Las experiencias vividas en los últimos años podríamos definirlas como una síntesis entre una desideologización, por un lado, y una consiguiente falta de interés por la política. Los porcentajes de participación en las elecciones bajan continuamente, reflejando la apatía e indiferencia de los electores.

Esto ha acontecido en un contexto, donde ha aumentado la desigualdad social, han disminuido las transferencias sociales y los gastos en salud, educación y jubilaciones, empobreciendo aún más a importantes sectores de la vieja clase media. En muchos países, sobre todo en aquellos sin deudas, se han reducido los impuestos para atraer inversiones y proteger los márgenes de ganancias de los inversores privados. La tecnología ha aumentado los índices de productividad, permitiendo la sustitución creciente del trabajo manual y esta tendencia seguirá aumentando con la automación y el uso cada vez mayor de robots. Los mayores índices de productividad se transforman en ganancias que benefician unilateralmente a los inversores.

Este cuadro económico-social ha deslegitimado los partidos políticos tradicionales y creado un terreno fértil para propuestas populistas, que se plantean como los defensores de lo que fue y enemigos del futuro, identificando y definiendo este último mediante conceptos como marginación, sentimiento de abandono, alienación y miedo. La globalización se presenta como el culpable principal. Al mismo tiempo, las nuevas tecnologías han permitido una distribución incontrolada de «falsas noticias» y el desarrollo de técnicas de manipulación personalizadas, que son y han sido utilizadas políticamente. Una de las causas de la «victoria» de Donald Trump fue la rabia de los electores de Bernie Sanders, que se negaron en masa a votar por Hillary Clinton y esta rabia fue alimentada por un bombardeo cotidiano de «falsas noticias», que desprestigiaron la candidata del partido democrático. La plataforma que permitió esta manipulación fueron las redes sociales y el análisis detallado a nivel estadístico de las preferencias políticas personales de millones de personas y las fuerzas, opiniones y tendencias que las influenciaban.

Otro punto débil de las democracias modernas es la gran vulnerabilidad de la opinión pública.
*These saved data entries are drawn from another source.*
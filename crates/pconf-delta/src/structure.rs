//! Whole-structure reconciliation
//!
//! Diffs every configuration reachable from a root over links. The link graph
//! is checked for cycles first; a cyclic structure is refused rather than
//! traversed.

use crate::computer::DeltaComputer;
use crate::config::ReconcileConfig;
use crate::delta::Delta;
use crate::error::{DeltaError, StructureError};
use pconf_graph::AssociationCycleDetector;
use pconf_model::{ConfigurationRepository, ProductConfiguration, QualifiedName, TypeRepository};
use serde::Serialize;
use std::collections::HashSet;

/// Link whose target configuration does not exist
#[derive(Debug, Clone, PartialEq, Eq, Serialize)]
pub struct UnresolvedLink {
    /// Configuration holding the link
    pub configuration: QualifiedName,
    /// Link role
    pub role: String,
    /// Missing target
    pub target: QualifiedName,
}

/// Deltas of a configuration structure
#[derive(Debug, Clone, PartialEq, Eq, Serialize)]
pub struct StructureDelta {
    root: QualifiedName,
    deltas: Vec<Delta>,
    unresolved_links: Vec<UnresolvedLink>,
}

impl StructureDelta {
    /// Root the structure was collected from
    #[inline]
    #[must_use]
    pub fn root(&self) -> &QualifiedName {
        &self.root
    }

    /// One delta per reachable configuration, root first, depth-first
    #[inline]
    #[must_use]
    pub fn deltas(&self) -> &[Delta] {
        &self.deltas
    }

    /// Links that could not be followed
    #[inline]
    #[must_use]
    pub fn unresolved_links(&self) -> &[UnresolvedLink] {
        &self.unresolved_links
    }

    /// Deltas that have entries
    pub fn pending(&self) -> impl Iterator<Item = &Delta> {
        self.deltas.iter().filter(|d| !d.is_empty())
    }

    /// Total entries over all deltas
    #[must_use]
    pub fn entry_count(&self) -> usize {
        self.deltas.iter().map(Delta::len).sum()
    }

    /// Check if no reachable configuration has entries
    #[must_use]
    pub fn is_empty(&self) -> bool {
        self.deltas.iter().all(Delta::is_empty)
    }
}

/// Diff the configuration `root` and everything reachable from it
///
/// Each configuration is diffed once even if several links reach it.
/// `config.max_link_depth` caps how far links are followed.
///
/// # Errors
/// Returns error if `root` is unknown, the structure has a link cycle, or a
/// reachable configuration references an unknown product type
pub fn compute_structure_delta<M>(
    model: &M,
    root: &QualifiedName,
    config: &ReconcileConfig,
) -> Result<StructureDelta, StructureError>
where
    M: TypeRepository + ConfigurationRepository + ?Sized,
{
    let root_configuration = model
        .find_configuration(root)
        .ok_or_else(|| DeltaError::UnknownConfiguration(root.clone()))?;

    if let Some(cycle) = AssociationCycleDetector::new(model)
        .with_max_depth(config.max_link_depth)
        .find_cycle(root_configuration)
    {
        tracing::warn!(root = %root, cycle = %cycle, "structure refused, association cycle");
        return Err(StructureError::Cycle(cycle));
    }

    let computer = DeltaComputer::new(model);
    let mut collector = Collector {
        model,
        max_depth: config.max_link_depth,
        seen: HashSet::new(),
        deltas: Vec::new(),
        unresolved_links: Vec::new(),
    };
    collector.visit(root_configuration, 0, &computer)?;

    tracing::debug!(
        root = %root,
        configurations = collector.deltas.len(),
        unresolved = collector.unresolved_links.len(),
        "structure delta computed"
    );

    Ok(StructureDelta {
        root: root.clone(),
        deltas: collector.deltas,
        unresolved_links: collector.unresolved_links,
    })
}

struct Collector<'a, M: ?Sized> {
    model: &'a M,
    max_depth: Option<usize>,
    seen: HashSet<&'a QualifiedName>,
    deltas: Vec<Delta>,
    unresolved_links: Vec<UnresolvedLink>,
}

impl<'a, M> Collector<'a, M>
where
    M: TypeRepository + ConfigurationRepository + ?Sized,
{
    fn visit(
        &mut self,
        configuration: &'a ProductConfiguration,
        depth: usize,
        computer: &DeltaComputer<'a, M>,
    ) -> Result<(), DeltaError> {
        if !self.seen.insert(configuration.id()) {
            return Ok(());
        }
        self.deltas.push(computer.compute_delta(configuration)?);

        let model: &'a M = self.model;
        for link in configuration.links() {
            let Some(target) = model.find_configuration(&link.target) else {
                self.unresolved_links.push(UnresolvedLink {
                    configuration: configuration.id().clone(),
                    role: link.role.clone(),
                    target: link.target.clone(),
                });
                continue;
            };
            if self.max_depth.is_some_and(|max| depth >= max) {
                tracing::warn!(
                    configuration = %target.id(),
                    depth = depth + 1,
                    "association depth cap reached, branch not reconciled"
                );
                continue;
            }
            self.visit(target, depth + 1, computer)?;
        }
        Ok(())
    }
}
Las nuevas tecnologías combinadas con métodos astutos de persuasión, considerando la enorme exposición cotidiana y acrítica a las redes sociales, hacen que un porcentaje importante de la población sea víctima de engaños orquestados, ya que este segmento demográfico, tan significativo numéricamente, no tiene los recursos para neutralizarlos y contraponer la realidad a las falsas afirmaciones y narrativa presentada.

Esta situación ha llevado al uso del concepto de mentes hackeadas, que con su mera existencia demuestran la supresión de la libertad personal. Sin pretender negar los niveles de control e influencia que los nuevos métodos tienen o pueden alcanzar, pienso que la influencia será pasajera, ya que tarde o temprano se impone la realidad. Las políticas populistas obtienen resultados a breve plazo con promesas insostenibles y en la medida que esto rápidamente se hace evidente, el consenso baja. La opinión pública es en parte susceptible, pero también volátil. Es decir cambia rápidamente de percepción y preferencias, cambiando sus opiniones y valores.

Estas pocas consideraciones y fenómenos, que además podemos observar cotidianamente y que se hacen cada vez más manifiestos, indican de manera más profundas una de las debilidades más importantes de la democracia: esta no existe sin educación, preparación, cultura y control. En el sentido que la cantidad de recursos y conocimientos necesarios para sustentar de modo articulado una opinión política fundada en hechos y posibilidades reales, es un privilegio de unos pocos y al mismo tiempo el derecho de muchos. La propensión a ser manipulados es enorme y esto niega la democracia, convirtiéndola en esclavitud solapada, donde las mayorías siguen ciegamente al manipulador de turno. Esta amenaza es tal que la defensa de la democracia es en sí un deber y responsabilidad cívica y política, que tenemos que practicar y exigir, porque la democracia coexiste irrevocablemente con los derechos y libertades individuales. Es decir, con la vida civil.